Mar 02, 2022 12:07
В 2000 году после первого курса мы проходили т. н. "практику в приёмной комиссии".
Смысл этого ритуального действа до сих пор ускользает от меня.
Форма же заключалась в том, что студентки-первокурсницы должны были среди ясного лета отсидеть две недели в помещении комиссии, ничего при этом осмысленного не делая.
Не помню, разрешалось ли при этом читать.
Я изыскала себе занятие и статус художника-оформителя и принялась рисовать заставки для т. н. "стены плача", т.е. стены, где вывешивались огромные ватманские листы с отметками за сочинения. Именно на сочинениях в те золотые времена проливались самые обильные слёзы: стандартно трояки и двойки ставили большей части медалистов, чтобы освободить места для талантов, прущих со всей страны на общих основаниях, и прочего маневренного фонда.
За рисованием время проходило незаметно, и кроме заставок я сделала также симпатичные акварельные плакаты для облагораживания дверок сейфа, стоящего в углу. Нарисовала стилизованных под витраж ангелов, читающих книги.
После зачисления пришло время рисовать плакат о правилах прохождения медосмотра. В уголок плаката форматом А1 мы совместно с заливающейся смехом Танечкой Корнеевой, филологом-классиком, вставили цитату из Данте: "Входящие, оставьте упованья" в переводе на древнегреческий.
Перевод проверил и одобрил Танин поклонник-старшекурсник, Дима Кикоть, ставший нынче большим начальником в Президентской библиотеке. Осьмушка бумаги с Таниным карандашным черновиком по сию пору лежит в моём архиве.

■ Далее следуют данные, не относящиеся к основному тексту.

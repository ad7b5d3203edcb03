//! API request and response structures

use chrono::{DateTime, Utc};
use serde::{Deserialize, Serialize};

use crate::{
    state::{
        app_state::PlayerSnapshot, GridCell, QueueEntry, StatusLine, TimerEntity, TimerPhase,
    },
    utils::format_duration_short,
};

/// Response for any action that only needs to acknowledge and report status
#[derive(Debug, Clone, Serialize, Deserialize)]
pub struct ApiResponse {
    pub status: String,
    pub message: String,
    pub timestamp: DateTime<Utc>,
}

impl ApiResponse {
    pub fn new(status: String, message: String) -> Self {
        Self {
            status,
            message,
            timestamp: Utc::now(),
        }
    }

    pub fn ok(message: impl Into<String>) -> Self {
        Self::new("ok".to_string(), message.into())
    }

    pub fn error(message: impl Into<String>) -> Self {
        Self::new("error".to_string(), message.into())
    }
}

/// One timer card as the dashboard renders it
#[derive(Debug, Clone, Serialize, Deserialize)]
pub struct TimerView {
    pub timer_id: String,
    pub title: String,
    pub total_seconds: u64,
    pub remaining_seconds: u64,
    pub is_running: bool,
    pub phase: TimerPhase,
    pub display_time: String,
    pub progress: f64,
    #[serde(skip_serializing_if = "Option::is_none")]
    pub row: Option<usize>,
    #[serde(skip_serializing_if = "Option::is_none")]
    pub column: Option<usize>,
}

impl TimerView {
    pub fn new(timer: &TimerEntity, cell: Option<GridCell>) -> Self {
        Self {
            timer_id: timer.id().to_string(),
            title: timer.title().to_string(),
            total_seconds: timer.total_seconds(),
            remaining_seconds: timer.remaining_seconds(),
            is_running: timer.is_running(),
            phase: timer.phase(),
            display_time: timer.display_time(),
            progress: timer.progress(),
            row: cell.map(|c| c.row),
            column: cell.map(|c| c.column),
        }
    }
}

impl From<&TimerEntity> for TimerView {
    fn from(timer: &TimerEntity) -> Self {
        Self::new(timer, None)
    }
}

/// Timer grid for a given viewport
#[derive(Debug, Clone, Serialize, Deserialize)]
pub struct TimerListResponse {
    pub columns: usize,
    pub timers: Vec<TimerView>,
}

/// Query for `GET /timers`
#[derive(Debug, Clone, Deserialize)]
pub struct GridQuery {
    pub viewport_width: Option<u32>,
}

/// Body of `POST /timers`
#[derive(Debug, Clone, Default, Deserialize)]
pub struct NewTimerRequest {
    pub title: Option<String>,
    #[serde(flatten)]
    pub duration: DurationRequest,
}

/// Hours/minutes/seconds as entered on a card
#[derive(Debug, Clone, Copy, Default, Deserialize)]
pub struct DurationRequest {
    #[serde(default)]
    pub hours: u64,
    #[serde(default)]
    pub minutes: u64,
    #[serde(default)]
    pub seconds: u64,
}

impl DurationRequest {
    pub fn total_seconds(&self) -> u64 {
        self.hours
            .saturating_mul(3600)
            .saturating_add(self.minutes.saturating_mul(60))
            .saturating_add(self.seconds)
    }
}

#[derive(Debug, Clone, Deserialize)]
pub struct TitleRequest {
    pub title: String,
}

#[derive(Debug, Clone, Deserialize)]
pub struct UrlRequest {
    pub url: String,
}

#[derive(Debug, Clone, Copy, Deserialize)]
pub struct SeekRequest {
    pub permille: u32,
}

#[derive(Debug, Clone, Copy, Deserialize)]
pub struct VolumeRequest {
    pub volume: u8,
}

/// One queue row
#[derive(Debug, Clone, Serialize, Deserialize)]
pub struct QueueEntryView {
    pub queue_id: String,
    pub url: String,
    pub title: String,
    pub video_id: String,
    pub duration_seconds: u64,
    pub display_text: String,
    pub file_path: String,
    pub is_current: bool,
    pub is_selected: bool,
}

#[derive(Debug, Clone, Serialize, Deserialize)]
pub struct QueueResponse {
    pub entries: Vec<QueueEntryView>,
    pub current_id: Option<String>,
    pub selected_id: Option<String>,
}

impl QueueEntryView {
    pub fn new(entry: &QueueEntry, current_id: Option<&str>, selected_id: Option<&str>) -> Self {
        Self {
            queue_id: entry.queue_id.clone(),
            url: entry.url.clone(),
            title: entry.title.clone(),
            video_id: entry.video_id.clone(),
            duration_seconds: entry.duration_seconds,
            display_text: entry.display_text(),
            file_path: entry.file_path.to_string_lossy().into_owned(),
            is_current: current_id == Some(entry.queue_id.as_str()),
            is_selected: selected_id == Some(entry.queue_id.as_str()),
        }
    }
}

/// Player panel state
#[derive(Debug, Clone, Serialize, Deserialize)]
pub struct PlayerView {
    pub now_playing: Option<String>,
    pub is_playing: bool,
    pub position_seconds: u64,
    pub duration_seconds: u64,
    /// Position as thousandths of the track length
    pub progress_permille: u32,
    pub progress_text: String,
    pub volume: u8,
}

impl From<&PlayerSnapshot> for PlayerView {
    fn from(snapshot: &PlayerSnapshot) -> Self {
        let position = snapshot.position.as_secs();
        let duration = snapshot.duration.as_secs();
        let progress_permille = if snapshot.duration.is_zero() {
            0
        } else {
            let ratio = snapshot.position.as_secs_f64() / snapshot.duration.as_secs_f64();
            (ratio * 1000.0).clamp(0.0, 1000.0) as u32
        };

        Self {
            now_playing: snapshot.now_playing.as_ref().map(|e| e.title.clone()),
            is_playing: snapshot.is_playing,
            position_seconds: position,
            duration_seconds: duration,
            progress_permille,
            progress_text: format!(
                "{} / {}",
                format_duration_short(Some(position)),
                format_duration_short(Some(duration))
            ),
            volume: snapshot.volume,
        }
    }
}

/// Full dashboard status
#[derive(Debug, Clone, Serialize)]
pub struct StatusResponse {
    pub status: StatusLine,
    pub timer_count: usize,
    pub running_timers: usize,
    pub queue_length: usize,
    pub player: PlayerView,
    pub uptime: String,
    pub port: u16,
    pub host: String,
}

/// Health check response
#[derive(Debug, Clone, Serialize, Deserialize)]
pub struct HealthResponse {
    pub status: String,
    pub timestamp: DateTime<Utc>,
    pub version: String,
}

impl HealthResponse {
    pub fn ok() -> Self {
        Self {
            status: "ok".to_string(),
            timestamp: Utc::now(),
            version: env!("CARGO_PKG_VERSION").to_string(),
        }
    }
}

Результаты экзаменов, письменных и устных, оглашались и сверялись в нашем присутствии, завуч просматривала ведомости, секретарь делал пометки.
И неизменным рефреном после троек, четвёрок и редчайших пятёрок звучало торжественно-ироническое "Апакидзе -- 'два'!"
Проходной балл на английское отделение (т.е. ядро и эталон филфака) составлял в тот год 20 из 20, то есть нужно было получить "пятёрки" по всем четырём экзаменам. Впрочем, там с пятидесятых годов картина, полагаю, была неизменной.
Но нужно понимать, что даже никому не нужное и непонятное русское вечернее отделение (русский, что ли, ещё в институте-то учить? (тм)) имело проходной в 17 баллов на бюджете, а вашу покорную корреспондентку еле взяли на испанский с 18-ю баллами. Проходной был 19, из-за борта вытащили меня и Надю Огиенко, самого толкового нашего языковеда, которая и защищаться в итоге ушла на кафедру сравнительно-исторического языкознания.
То есть возможность поступления для несчастной (скорее всё-таки несчастной, чем несчастного) абитуриентки Апакидзе была закрыта полностью: и на бюджетное и на платное обучение.
И вот в связи с последними событиями выпускники филологического факультета МГУ стали подписывать.
Среди русских подписантов из числа действующих преподавателей в основном чистые духом аспиранты, некарьерные секретари и ассистенты, которым без грантов и так и так пропадать и идейные большевики (иначе не назовёшь по степени накала, который они вокруг себя распространяют).
Птенцы гнезда, так сказать, вылетевшие в мир, разнообразны: от поэтессы Седаковой, до безвестных турагентов и уехавших крышею в Средиземье олдовых толкиенистов.
Ближе к третьей сотне подписей глаз зацепился за знакомую фамилию: против войны протестует финансовый работник Апакидзе, выпускник или выпускница 2005 года, поступивший, следовательно, в двухтысячном году.
И Дима Кикоть тоже подписал.
Upd: мужчина всё-таки, уточнила в списке.
Upd 2
И как бы не правнук советского военачальника с той же фамилией, в Вики всё бьётся.
В те золотые годы филфак ещё был престижным местом.
Чудом божьим я влезла, до сих пор не верится.